• TASK TO CARRY OUT:
In the entries below, every line that contains "pipeline" must be located and copied.
########
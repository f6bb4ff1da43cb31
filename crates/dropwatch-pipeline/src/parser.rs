//! Extraction response parsing and validation.
//!
//! The model is asked for a bare JSON object but often wraps it in a code
//! fence or surrounding prose. The parser locates the object, decodes it and
//! validates every field of every record, failing with a [`ParseError`] that
//! names the record index and field. A response is never coerced into an
//! empty list.

use chrono::{DateTime, NaiveDate, Utc};
use regex::Regex;
use serde_json::{Map, Value};
use tracing::{debug, trace};

use dropwatch_core::{
    ActivityType, CandidateUpdate, Error, GuideInfo, ParseError, ParsedResponse, Result,
};

/// Top-level key holding the candidate list.
pub const PROJECTS_KEY: &str = "identified_projects";

const FENCE_PATTERN: &str = r"(?is)```(?:json)?\s*(\{.*?\})\s*```";

/// Date formats accepted for deadline text, tried in order.
const DEADLINE_FORMATS: &[&str] = &[
    "%Y-%m-%d",
    "%d.%m.%Y",
    "%d/%m/%Y",
    "%B %d, %Y",
    "%b %d, %Y",
    "%d %B %Y",
    "%d %b %Y",
];

/// Parser for raw extraction responses.
#[derive(Debug, Clone)]
pub struct ResponseParser {
    fence: Regex,
}

impl ResponseParser {
    pub fn new() -> Result<Self> {
        let fence = Regex::new(FENCE_PATTERN)
            .map_err(|e| Error::Internal(format!("invalid fence pattern: {}", e)))?;
        Ok(Self { fence })
    }

    /// Parse and validate a raw response.
    pub fn parse(&self, raw: &str) -> std::result::Result<ParsedResponse, ParseError> {
        let json_text = self.locate_json(raw).ok_or_else(|| ParseError::NoJsonFound {
            raw: raw.to_string(),
        })?;
        trace!(
            subsystem = "pipeline",
            component = "parser",
            json_len = json_text.len(),
            "Located JSON payload"
        );

        let value: Value =
            serde_json::from_str(json_text).map_err(|e| ParseError::InvalidJson {
                reason: e.to_string(),
                raw: raw.to_string(),
            })?;

        let object = value.as_object().ok_or_else(|| ParseError::NotAnObject {
            raw: raw.to_string(),
        })?;

        let ctx = FieldContext { raw };
        let projects = object
            .get(PROJECTS_KEY)
            .ok_or_else(|| ParseError::MissingField {
                field: PROJECTS_KEY.to_string(),
                raw: raw.to_string(),
            })?
            .as_array()
            .ok_or_else(|| ctx.invalid(None, PROJECTS_KEY, "a list"))?;

        let candidates = projects
            .iter()
            .enumerate()
            .map(|(i, item)| ctx.candidate(i, item))
            .collect::<std::result::Result<Vec<_>, _>>()?;

        let guide = ctx.guide(object)?;

        debug!(
            subsystem = "pipeline",
            component = "parser",
            candidate_count = candidates.len(),
            is_guide = guide.is_some(),
            "Response parsed"
        );

        Ok(ParsedResponse {
            candidates,
            guide,
            raw_json: value,
        })
    }

    /// Fenced block first, then the span from the first `{` to the last `}`.
    fn locate_json<'a>(&self, raw: &'a str) -> Option<&'a str> {
        if let Some(m) = self.fence.captures(raw).and_then(|c| c.get(1)) {
            return Some(m.as_str());
        }
        let start = raw.find('{')?;
        let end = raw.rfind('}')?;
        (end > start).then(|| &raw[start..=end])
    }
}

struct FieldContext<'a> {
    raw: &'a str,
}

impl FieldContext<'_> {
    fn invalid(&self, index: Option<usize>, field: &str, expected: &str) -> ParseError {
        ParseError::InvalidField {
            index,
            field: field.to_string(),
            expected: expected.to_string(),
            raw: self.raw.to_string(),
        }
    }

    fn candidate(
        &self,
        index: usize,
        item: &Value,
    ) -> std::result::Result<CandidateUpdate, ParseError> {
        let obj = item
            .as_object()
            .ok_or_else(|| self.invalid(Some(index), "record", "an object"))?;
        let at = Some(index);

        let project_name = self.opt_string(obj, at, "project_name")?;
        let activity_type = self
            .opt_string(obj, at, "activity_type")?
            .map(|label| ActivityType::from_label(&label))
            .unwrap_or_else(|| ActivityType::Unrecognized(String::new()));
        let summary = self.opt_string(obj, at, "summary")?.unwrap_or_default();
        let deadline_text = self.opt_string(obj, at, "deadline")?;
        let deadline_parsed = deadline_text.as_deref().and_then(parse_deadline);

        Ok(CandidateUpdate {
            project_name,
            activity_type,
            summary,
            is_node_opportunity: self.opt_bool(obj, at, "is_node_opportunity")?,
            is_uncertain: self.opt_bool(obj, at, "is_uncertain")?,
            key_links: self.links(obj, at, "key_links")?,
            referral_links: self.links(obj, at, "referral_links")?,
            deadline_text,
            deadline_parsed,
            required_actions_summary: self.opt_string(obj, at, "required_actions_summary")?,
        })
    }

    fn guide(
        &self,
        obj: &Map<String, Value>,
    ) -> std::result::Result<Option<GuideInfo>, ParseError> {
        if !self.opt_bool(obj, None, "is_guide")? {
            return Ok(None);
        }
        Ok(Some(GuideInfo {
            summary: self.opt_string(obj, None, "guide_summary")?,
            subject: self.opt_string(obj, None, "guide_subject")?,
        }))
    }

    /// String or null. Blank strings become `None`.
    fn opt_string(
        &self,
        obj: &Map<String, Value>,
        index: Option<usize>,
        field: &str,
    ) -> std::result::Result<Option<String>, ParseError> {
        match obj.get(field) {
            None | Some(Value::Null) => Ok(None),
            Some(Value::String(s)) => {
                let s = s.trim();
                Ok((!s.is_empty()).then(|| s.to_string()))
            }
            Some(_) => Err(self.invalid(index, field, "a string or null")),
        }
    }

    /// Boolean; absent or null is `false`.
    fn opt_bool(
        &self,
        obj: &Map<String, Value>,
        index: Option<usize>,
        field: &str,
    ) -> std::result::Result<bool, ParseError> {
        match obj.get(field) {
            None | Some(Value::Null) => Ok(false),
            Some(Value::Bool(b)) => Ok(*b),
            Some(_) => Err(self.invalid(index, field, "a boolean")),
        }
    }

    /// List of URL strings; blanks and repeats are dropped, order kept.
    fn links(
        &self,
        obj: &Map<String, Value>,
        index: Option<usize>,
        field: &str,
    ) -> std::result::Result<Vec<String>, ParseError> {
        let items = match obj.get(field) {
            None | Some(Value::Null) => return Ok(Vec::new()),
            Some(Value::Array(items)) => items,
            Some(_) => return Err(self.invalid(index, field, "a list of strings")),
        };

        let mut links: Vec<String> = Vec::with_capacity(items.len());
        for item in items {
            let link = item
                .as_str()
                .ok_or_else(|| self.invalid(index, field, "a list of strings"))?
                .trim();
            if !link.is_empty() && !links.iter().any(|l| l == link) {
                links.push(link.to_string());
            }
        }
        Ok(links)
    }
}

/// Interpret deadline text as a UTC date when it has a recognizable form.
pub fn parse_deadline(text: &str) -> Option<DateTime<Utc>> {
    let text = text.trim();
    if let Ok(dt) = DateTime::parse_from_rfc3339(text) {
        return Some(dt.with_timezone(&Utc));
    }
    DEADLINE_FORMATS
        .iter()
        .find_map(|fmt| NaiveDate::parse_from_str(text, fmt).ok())
        .and_then(|date| date.and_hms_opt(0, 0, 0))
        .map(|dt| dt.and_utc())
}

#[cfg(test)]
mod tests {
    use super::*;
    use chrono::TimeZone;

    fn parser() -> ResponseParser {
        ResponseParser::new().unwrap()
    }

    #[test]
    fn test_fenced_empty_list() {
        let raw = "here you go:\n```json\n{\"identified_projects\": []}\n```";
        let parsed = parser().parse(raw).unwrap();
        assert!(parsed.candidates.is_empty());
        assert!(parsed.guide.is_none());
        assert!(parsed.is_empty());
    }

    #[test]
    fn test_fence_without_language_tag() {
        let raw = "```\n{\"identified_projects\": [{\"project_name\": \"Alpha\", \"activity_type\": \"Testnet\", \"summary\": \"s\"}]}\n```";
        let parsed = parser().parse(raw).unwrap();
        assert_eq!(parsed.candidates.len(), 1);
        assert_eq!(parsed.candidates[0].project_name.as_deref(), Some("Alpha"));
    }

    #[test]
    fn test_brace_span_fallback_with_prose() {
        let raw = "Sure! {\"identified_projects\": []} Hope that helps.";
        let parsed = parser().parse(raw).unwrap();
        assert!(parsed.candidates.is_empty());
    }

    #[test]
    fn test_full_record() {
        let raw = r#"{
          "identified_projects": [{
            "project_name": "Babylon",
            "activity_type": "testnet",
            "is_node_opportunity": true,
            "summary": "Phase 2 testnet opens.",
            "key_links": ["https://babylon.example", " ", "https://babylon.example"],
            "referral_links": ["https://ref.example/abc"],
            "deadline": "2025-05-01",
            "required_actions_summary": "Register a node."
          }]
        }"#;
        let parsed = parser().parse(raw).unwrap();
        let c = &parsed.candidates[0];
        assert_eq!(c.activity_type, ActivityType::Testnet);
        assert!(c.is_node_opportunity);
        assert!(!c.is_uncertain);
        assert_eq!(c.key_links, vec!["https://babylon.example".to_string()]);
        assert_eq!(c.referral_links.len(), 1);
        assert_eq!(c.deadline_text.as_deref(), Some("2025-05-01"));
        assert_eq!(
            c.deadline_parsed,
            Some(Utc.with_ymd_and_hms(2025, 5, 1, 0, 0, 0).unwrap())
        );
        assert_eq!(c.required_actions_summary.as_deref(), Some("Register a node."));
        assert!(parsed.raw_json.get(PROJECTS_KEY).is_some());
    }

    #[test]
    fn test_free_text_deadline_kept_unparsed() {
        let raw = r#"{"identified_projects": [{"project_name": "A", "activity_type": "Vote", "summary": "s", "deadline": "end of next week"}]}"#;
        let c = &parser().parse(raw).unwrap().candidates[0];
        assert_eq!(c.deadline_text.as_deref(), Some("end of next week"));
        assert!(c.deadline_parsed.is_none());
    }

    #[test]
    fn test_unknown_activity_is_unrecognized() {
        let raw = r#"{"identified_projects": [{"project_name": "A", "activity_type": "Meme Contest", "summary": "s"}]}"#;
        let c = &parser().parse(raw).unwrap().candidates[0];
        assert_eq!(
            c.activity_type,
            ActivityType::Unrecognized("Meme Contest".to_string())
        );
        assert!(c.is_ambiguous());
    }

    #[test]
    fn test_guide_fields_with_empty_list() {
        let raw = r#"{"identified_projects": [], "is_guide": true, "guide_summary": "How to bridge.", "guide_subject": "Bridging"}"#;
        let parsed = parser().parse(raw).unwrap();
        assert!(parsed.candidates.is_empty());
        let guide = parsed.guide.unwrap();
        assert_eq!(guide.summary.as_deref(), Some("How to bridge."));
        assert_eq!(guide.subject.as_deref(), Some("Bridging"));
    }

    #[test]
    fn test_guide_false_ignores_guide_fields() {
        let raw = r#"{"identified_projects": [], "is_guide": false, "guide_summary": "x"}"#;
        assert!(parser().parse(raw).unwrap().guide.is_none());
    }

    #[test]
    fn test_no_json_found() {
        let err = parser().parse("I could not find any projects.").unwrap_err();
        assert!(matches!(err, ParseError::NoJsonFound { .. }));
        assert_eq!(err.raw(), "I could not find any projects.");
    }

    #[test]
    fn test_invalid_json() {
        let err = parser().parse("{\"identified_projects\": [}").unwrap_err();
        assert!(matches!(err, ParseError::InvalidJson { .. }));
    }

    #[test]
    fn test_missing_projects_key_is_not_empty_list() {
        let err = parser().parse("{\"projects\": []}").unwrap_err();
        assert_eq!(
            err,
            ParseError::MissingField {
                field: PROJECTS_KEY.to_string(),
                raw: "{\"projects\": []}".to_string(),
            }
        );
    }

    #[test]
    fn test_projects_not_a_list() {
        let err = parser().parse("{\"identified_projects\": {}}").unwrap_err();
        match err {
            ParseError::InvalidField { index, field, .. } => {
                assert_eq!(index, None);
                assert_eq!(field, PROJECTS_KEY);
            }
            other => panic!("unexpected error: {:?}", other),
        }
    }

    #[test]
    fn test_field_error_names_index_and_field() {
        let raw = r#"{"identified_projects": [
            {"project_name": "A", "activity_type": "Vote", "summary": "ok"},
            {"project_name": "B", "activity_type": "Vote", "summary": "ok", "key_links": "https://x"}
        ]}"#;
        let err = parser().parse(raw).unwrap_err();
        match &err {
            ParseError::InvalidField { index, field, .. } => {
                assert_eq!(*index, Some(1));
                assert_eq!(field, "key_links");
            }
            other => panic!("unexpected error: {:?}", other),
        }
        assert_eq!(err.to_string(), "record 1: field 'key_links' must be a list of strings");
    }

    #[test]
    fn test_non_object_record() {
        let err = parser().parse(r#"{"identified_projects": ["Alpha"]}"#).unwrap_err();
        assert!(matches!(
            err,
            ParseError::InvalidField { index: Some(0), .. }
        ));
    }

    #[test]
    fn test_non_boolean_flag_rejected() {
        let raw = r#"{"identified_projects": [{"project_name": "A", "activity_type": "Vote", "summary": "s", "is_node_opportunity": "yes"}]}"#;
        let err = parser().parse(raw).unwrap_err();
        assert!(matches!(err, ParseError::InvalidField { ref field, .. } if field == "is_node_opportunity"));
    }

    #[test]
    fn test_fenced_object_without_projects_key() {
        let err = parser().parse("```json\n{\"a\": 1}\n```").unwrap_err();
        assert!(matches!(err, ParseError::MissingField { .. }));
    }

    #[test]
    fn test_blank_project_name_is_none() {
        let raw = r#"{"identified_projects": [{"project_name": "  ", "activity_type": "Vote", "summary": "s"}]}"#;
        let c = &parser().parse(raw).unwrap().candidates[0];
        assert!(c.project_name.is_none());
    }

    #[test]
    fn test_parse_deadline_formats() {
        let may1 = Utc.with_ymd_and_hms(2025, 5, 1, 0, 0, 0).unwrap();
        assert_eq!(parse_deadline("2025-05-01"), Some(may1));
        assert_eq!(parse_deadline("01.05.2025"), Some(may1));
        assert_eq!(parse_deadline("May 1, 2025"), Some(may1));
        assert_eq!(parse_deadline("1 May 2025"), Some(may1));
        assert_eq!(parse_deadline("soon"), None);
    }
}
//! Message timestamp normalization.
//!
//! Message sources hand over timestamps in whatever shape they hold them:
//! native datetimes (with or without an offset), ISO-8601 strings, or
//! spreadsheet serial numbers. Everything is collapsed into a single UTC
//! instant; values that match none of the shapes are kept verbatim.

use chrono::{DateTime, Duration, FixedOffset, NaiveDate, NaiveDateTime, Utc};
use serde::{Deserialize, Deserializer, Serialize, Serializer};
use tracing::warn;

/// Offset-aware formats tried after RFC 3339.
const AWARE_FORMATS: &[&str] = &["%Y-%m-%d %H:%M:%S%.f%:z", "%Y-%m-%dT%H:%M:%S%.f%z"];

/// Offset-less formats, interpreted as UTC.
const NAIVE_FORMATS: &[&str] = &[
    "%Y-%m-%dT%H:%M:%S%.f",
    "%Y-%m-%d %H:%M:%S%.f",
    "%Y-%m-%dT%H:%M",
    "%Y-%m-%d %H:%M",
];

const MILLIS_PER_DAY: f64 = 86_400_000.0;

/// A timestamp exactly as the message source supplied it.
#[derive(Debug, Clone, PartialEq)]
pub enum RawTimestamp {
    /// Datetime carrying its own offset.
    Aware(DateTime<FixedOffset>),
    /// Datetime without an offset; treated as UTC.
    Naive(NaiveDateTime),
    /// Spreadsheet serial date: days since 1899-12-30 00:00 UTC.
    Serial(f64),
    /// Free-form text, usually ISO-8601.
    Text(String),
}

impl From<DateTime<Utc>> for RawTimestamp {
    fn from(dt: DateTime<Utc>) -> Self {
        RawTimestamp::Aware(dt.fixed_offset())
    }
}

impl From<DateTime<FixedOffset>> for RawTimestamp {
    fn from(dt: DateTime<FixedOffset>) -> Self {
        RawTimestamp::Aware(dt)
    }
}

impl From<NaiveDateTime> for RawTimestamp {
    fn from(dt: NaiveDateTime) -> Self {
        RawTimestamp::Naive(dt)
    }
}

impl From<f64> for RawTimestamp {
    fn from(serial: f64) -> Self {
        RawTimestamp::Serial(serial)
    }
}

impl From<&str> for RawTimestamp {
    fn from(s: &str) -> Self {
        RawTimestamp::Text(s.to_string())
    }
}

impl From<String> for RawTimestamp {
    fn from(s: String) -> Self {
        RawTimestamp::Text(s)
    }
}

impl<'de> Deserialize<'de> for RawTimestamp {
    fn deserialize<D>(deserializer: D) -> std::result::Result<Self, D::Error>
    where
        D: Deserializer<'de>,
    {
        #[derive(Deserialize)]
        #[serde(untagged)]
        enum Wire {
            Serial(f64),
            Text(String),
        }

        Ok(match Wire::deserialize(deserializer)? {
            Wire::Serial(v) => RawTimestamp::Serial(v),
            Wire::Text(s) => RawTimestamp::Text(s),
        })
    }
}

impl Serialize for RawTimestamp {
    fn serialize<S>(&self, serializer: S) -> std::result::Result<S::Ok, S::Error>
    where
        S: Serializer,
    {
        match self {
            RawTimestamp::Aware(dt) => serializer.serialize_str(&dt.to_rfc3339()),
            RawTimestamp::Naive(dt) => {
                serializer.serialize_str(&dt.format("%Y-%m-%dT%H:%M:%S%.f").to_string())
            }
            RawTimestamp::Serial(v) => serializer.serialize_f64(*v),
            RawTimestamp::Text(s) => serializer.serialize_str(s),
        }
    }
}

/// A normalized message timestamp.
#[derive(Debug, Clone, PartialEq, Eq, Serialize, Deserialize)]
#[serde(rename_all = "snake_case")]
pub enum MessageTimestamp {
    /// Absolute UTC instant.
    Utc(DateTime<Utc>),
    /// Input no parser accepted, preserved verbatim.
    Unparsed(String),
}

impl MessageTimestamp {
    /// The UTC instant, if the input could be parsed.
    pub fn as_utc(&self) -> Option<DateTime<Utc>> {
        match self {
            MessageTimestamp::Utc(dt) => Some(*dt),
            MessageTimestamp::Unparsed(_) => None,
        }
    }

    /// The original text when normalization failed.
    pub fn unparsed(&self) -> Option<&str> {
        match self {
            MessageTimestamp::Utc(_) => None,
            MessageTimestamp::Unparsed(raw) => Some(raw),
        }
    }
}

/// Normalize any supported timestamp shape to UTC.
///
/// Unparseable input is logged and returned as [`MessageTimestamp::Unparsed`].
pub fn normalize_timestamp(raw: &RawTimestamp) -> MessageTimestamp {
    let parsed = match raw {
        RawTimestamp::Aware(dt) => Some(dt.with_timezone(&Utc)),
        RawTimestamp::Naive(dt) => Some(dt.and_utc()),
        RawTimestamp::Serial(serial) => from_serial(*serial),
        RawTimestamp::Text(text) => parse_text(text),
    };

    match parsed {
        Some(dt) => MessageTimestamp::Utc(dt),
        None => {
            let original = match raw {
                RawTimestamp::Serial(v) => v.to_string(),
                RawTimestamp::Text(s) => s.clone(),
                // Datetime variants always parse.
                RawTimestamp::Aware(dt) => dt.to_rfc3339(),
                RawTimestamp::Naive(dt) => dt.to_string(),
            };
            warn!(
                subsystem = "pipeline",
                component = "timestamp",
                raw = %original,
                "Could not convert timestamp (tried ISO and serial); keeping original"
            );
            MessageTimestamp::Unparsed(original)
        }
    }
}

/// Convert a spreadsheet serial date to UTC.
pub fn from_serial(serial: f64) -> Option<DateTime<Utc>> {
    if !serial.is_finite() {
        return None;
    }
    let epoch = NaiveDate::from_ymd_opt(1899, 12, 30)?
        .and_hms_opt(0, 0, 0)?
        .and_utc();
    let millis = (serial * MILLIS_PER_DAY).round();
    if millis.abs() > i64::MAX as f64 {
        return None;
    }
    let delta = Duration::try_milliseconds(millis as i64)?;
    epoch.checked_add_signed(delta)
}

fn parse_text(text: &str) -> Option<DateTime<Utc>> {
    let text = text.trim();
    if text.is_empty() {
        return None;
    }

    if let Ok(dt) = DateTime::parse_from_rfc3339(text) {
        return Some(dt.with_timezone(&Utc));
    }
    for fmt in AWARE_FORMATS {
        if let Ok(dt) = DateTime::parse_from_str(text, fmt) {
            return Some(dt.with_timezone(&Utc));
        }
    }
    for fmt in NAIVE_FORMATS {
        if let Ok(dt) = NaiveDateTime::parse_from_str(text, fmt) {
            return Some(dt.and_utc());
        }
    }
    if let Ok(date) = NaiveDate::parse_from_str(text, "%Y-%m-%d") {
        return date.and_hms_opt(0, 0, 0).map(|dt| dt.and_utc());
    }

    text.parse::<f64>().ok().and_then(from_serial)
}
//! Embedding generation for update rows.

use std::sync::Arc;

use tracing::{debug, warn};

use dropwatch_core::{
    defaults, EmbeddingBackend, EmbeddingRequest, Error, Result, ShutdownSignal, Vector,
};

use crate::retry::RetryPolicy;

/// Embeds update text, retrying rate limits under the extraction policy.
#[derive(Clone)]
pub struct EmbeddingGenerator {
    backend: Arc<dyn EmbeddingBackend>,
    model: String,
    task_type: String,
    policy: RetryPolicy,
}

impl EmbeddingGenerator {
    pub fn new(backend: Arc<dyn EmbeddingBackend>, policy: RetryPolicy) -> Self {
        let model = backend.model_name().to_string();
        Self {
            backend,
            model,
            task_type: defaults::EMBED_TASK_TYPE.to_string(),
            policy,
        }
    }

    pub fn with_model(mut self, model: impl Into<String>) -> Self {
        self.model = model.into();
        self
    }

    pub fn model(&self) -> &str {
        &self.model
    }

    pub fn dimension(&self) -> usize {
        self.backend.dimension()
    }

    /// Embed `text`, failing on any service error or a dimension mismatch.
    pub async fn embed_text(&self, text: &str, shutdown: &ShutdownSignal) -> Result<Vector> {
        let request = EmbeddingRequest {
            model: self.model.clone(),
            text: text.to_string(),
            task_type: self.task_type.clone(),
        };

        let vector = self
            .policy
            .run("embed", shutdown, |_| self.backend.embed(&request))
            .await?;

        let expected = self.backend.dimension();
        let actual = vector.as_slice().len();
        if actual != expected {
            return Err(Error::Embedding(format!(
                "expected {} dimensions, got {}",
                expected, actual
            )));
        }
        Ok(vector)
    }

    /// Embed `text`, degrading failures to `None`.
    ///
    /// Only a shutdown during a retry wait is returned as an error.
    pub async fn embed_or_none(
        &self,
        text: &str,
        source_link: &str,
        shutdown: &ShutdownSignal,
    ) -> Result<Option<Vector>> {
        match self.embed_text(text, shutdown).await {
            Ok(vector) => {
                debug!(
                    subsystem = "inference",
                    component = "embedding",
                    op = "embed",
                    source_link,
                    dimension = vector.as_slice().len(),
                    "Embedding generated"
                );
                Ok(Some(vector))
            }
            Err(Error::Cancelled) => Err(Error::Cancelled),
            Err(err) => {
                warn!(
                    subsystem = "inference",
                    component = "embedding",
                    op = "embed",
                    source_link,
                    error = %err,
                    "Embedding failed; row will be stored without one"
                );
                Ok(None)
            }
        }
    }
}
########
• YOUR RESPONSE:
filename crates/dropwatch-pipeline/src/parser.rs
            subsystem = "pipeline",
            subsystem = "pipeline",
                subsystem = "pipeline",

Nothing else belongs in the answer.